How to Understand Limitations of Generative Networks

This paper investigates the use of ML-based classifiers to quantify the quality of ML-based generative models. The classifier output is transformed into a likelihood ratio estimator that is studied to explore the properties of shortcomings in the learned generative model. Given the growing interest in deep generative models, there is a need for new tools to quantify their performance. This paper is thus timely. I also find the studies to be serious and the examples highly relevant. SciPost is a good venue for this work.

Before I can recommend publication, I have some comments and suggestions:

1. The key assumption underlying this work is that classifiers are more accurate estimators of likelihood ratios than generative models. The authors argue this on empirical grounds based on their previous works, but I think it would be helpful to make reference to the ML literature on discriminative versus generative classifiers. The latter are not universally worse, and are often better when the training datasets are small. That is usually not a relevant case for HEP, but it is worth a comment.

2. The main methodology is exactly what underlies a GAN. A classifier ("discriminator") is trained and used to provide feedback to improve the generator. It might make sense to make this connection explicitly. Unlike the GAN training, you are interrogating the full distribution and not just the impact on the loss.

3. A related question is if / how you can best use the classifier diagnostic information to improve the generative model. You talk about reweighing, which does improve the performance, but not of the generative model directly and may have some undesirable consequences that are not discussed (e.g. dilution of statistical power). In addition to the GAN setup, would you please comment on how one might use this diagnostic information to improve the generator itself?

4. I was somewhat surprised to not find any clustering analysis other than by hand looking at particular distributions. Have you looked at where high and low w events cluster using any standard clustering method (in the original space or in a transformed space a la TSNE or similar?)

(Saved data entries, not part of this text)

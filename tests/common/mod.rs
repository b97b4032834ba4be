#![allow(dead_code)]

use std::sync::Arc;
use std::time::Duration;

use async_trait::async_trait;
use tokio::sync::mpsc::{UnboundedReceiver, UnboundedSender, unbounded_channel};
use uuid::Uuid;

use warden::modules::auth::SessionService;
use warden::modules::oauth::AvatarFetcher;
use warden::state::{AppConfig, AppState};
use warden::warden_config::{JwtConfig, PasswordConfig};
use warden::warden_db::MemoryUserStore;
use warden::warden_models::Role;
use warden::warden_notify::{
    EmailMessage, EmailTemplate, Notifier, NotifyError, WebhookNotification,
};

pub const PASSWORD: &str = "correct horse battery staple";

/// Forwards every notification to the test through a channel.
pub struct RecordingNotifier {
    emails: UnboundedSender<EmailMessage>,
    webhooks: UnboundedSender<WebhookNotification>,
}

#[async_trait]
impl Notifier for RecordingNotifier {
    async fn send_email(&self, message: &EmailMessage) -> Result<(), NotifyError> {
        let _ = self.emails.send(message.clone());
        Ok(())
    }

    async fn invoke_webhook(&self, notification: &WebhookNotification) -> Result<(), NotifyError> {
        let _ = self.webhooks.send(notification.clone());
        Ok(())
    }
}

/// Receiving side of a [`RecordingNotifier`].
pub struct Outbox {
    emails: UnboundedReceiver<EmailMessage>,
    webhooks: UnboundedReceiver<WebhookNotification>,
    held: Vec<EmailMessage>,
}

impl Outbox {
    /// Waits for the next email rendered from `template`. Emails of other
    /// templates received meanwhile are kept for later calls.
    pub async fn email(&mut self, template: EmailTemplate) -> EmailMessage {
        if let Some(pos) = self.held.iter().position(|m| m.template == template) {
            return self.held.remove(pos);
        }
        loop {
            let message = tokio::time::timeout(Duration::from_secs(2), self.emails.recv())
                .await
                .unwrap_or_else(|_| panic!("no {:?} email was sent", template))
                .expect("notifier dropped");
            if message.template == template {
                return message;
            }
            self.held.push(message);
        }
    }

    /// Token carried by the next email of `template`.
    pub async fn token(&mut self, template: EmailTemplate) -> String {
        self.email(template)
            .await
            .token
            .expect("verification email without a token")
    }

    pub async fn webhook(&mut self) -> WebhookNotification {
        tokio::time::timeout(Duration::from_secs(2), self.webhooks.recv())
            .await
            .expect("no webhook was sent")
            .expect("notifier dropped")
    }

    /// Waits for a webhook whose message is `message`, skipping others.
    pub async fn webhook_with(&mut self, message: &str) -> WebhookNotification {
        loop {
            let hook = self.webhook().await;
            if hook.message == message {
                return hook;
            }
        }
    }

    /// Lets spawned deliveries run, then reports whether any `template` email
    /// is pending.
    pub async fn saw(&mut self, template: EmailTemplate) -> bool {
        tokio::time::sleep(Duration::from_millis(50)).await;
        while let Ok(message) = self.emails.try_recv() {
            self.held.push(message);
        }
        self.held.iter().any(|m| m.template == template)
    }
}

pub fn test_config() -> AppConfig {
    AppConfig {
        jwt: JwtConfig {
            secret: "test-secret-key-at-least-32-characters-long".to_string(),
            issuer: "warden-test".to_string(),
            access_token_expiry: 900,
            refresh_token_expiry: 604800,
        },
        password: PasswordConfig { bcrypt_cost: 4 },
        ..AppConfig::default()
    }
}

pub fn test_state_with(config: AppConfig) -> (AppState, Outbox) {
    let (email_tx, email_rx) = unbounded_channel();
    let (hook_tx, hook_rx) = unbounded_channel();
    let notifier = Arc::new(RecordingNotifier {
        emails: email_tx,
        webhooks: hook_tx,
    });

    let state = AppState::new(Arc::new(MemoryUserStore::new()), notifier, config)
        .with_avatar_fetcher(Arc::new(StaticAvatar(Some(PNG_HEADER.to_vec()))));

    (
        state,
        Outbox {
            emails: email_rx,
            webhooks: hook_rx,
            held: Vec::new(),
        },
    )
}

pub fn test_state() -> (AppState, Outbox) {
    test_state_with(test_config())
}

/// Creates a verified password account.
pub async fn create_user(state: &AppState, username: &str) -> Uuid {
    SessionService::signup(
        state,
        username,
        &format!("{}@example.com", username),
        PASSWORD,
        Role::User,
    )
    .await
    .unwrap()
}

pub const PNG_HEADER: &[u8] = &[0x89, b'P', b'N', b'G', 0x0d, 0x0a, 0x1a, 0x0a];

/// Returns the same bytes for every URL, or fails when built with `None`.
pub struct StaticAvatar(pub Option<Vec<u8>>);

#[async_trait]
impl AvatarFetcher for StaticAvatar {
    async fn fetch(&self, _url: &str) -> anyhow::Result<Vec<u8>> {
        self.0
            .clone()
            .ok_or_else(|| anyhow::anyhow!("avatar host unreachable"))
    }
}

5. Please consider making your datasets and software public! (if I were in charge of SciPost, I would make this a requirement for publication).

* demonstrate a new tool to understand the performance of generative models
* the tool can identify regions the generative model performs worse
* extensive studies on different tasks in particle physics

* novelty is OK. The weighting distributions have been already used to examine the goodness of generative models by others, and classifiers have been used to improve generative models too. The idea presented here is not new.
* The impact is OK. Not clear to me how one would use the weight distributions to improve generative models except reweighting.

The paper performed extensive research on using well-trained classifiers’ weight distributions to evaluate the performance of generative networks. The authors demonstrated that one can use the tails of the weight distributions to identify failure modes of a generative model.

However, the weakness of the paper is that it does not demonstrate how the identification of failure mode can be used to improve the generative model except reweighting, which is a method that has been exploited in many literatures to improve generated distributions from generative models. No strong evidence shows that using the weight distributions helps to “define a key ingredient to the development of precision generators for particle physics,” ingredients that can not be easily identified by examining the generated physics observables. For example, in p11, the authors discussed their findings in Figure 6. They identified several failure modes. However, how these identified ingredients can be translated to “key ingredients to the development of precision generators for particle physics” is not discussed nor demonstrated. How can one use that information to improve the model itself? Failure to establish the connections only means the weight distribution is a possible means for a posterior explanation of generated events.

p6 and p7, "we argue that the AUC is indeed the wrong metric." and "the AUC is basically 0.5." These are very misleading statements. An AUC of 0.495 is not "basically" 0.5. The classifier yielding an AUC of 0.495 renders orders of magnitude higher in background rejection for a low signal efficiency as shown in Figure 1 compared with an ideal classifier yielding an AUC of 0.5. Please rephrase both sentences.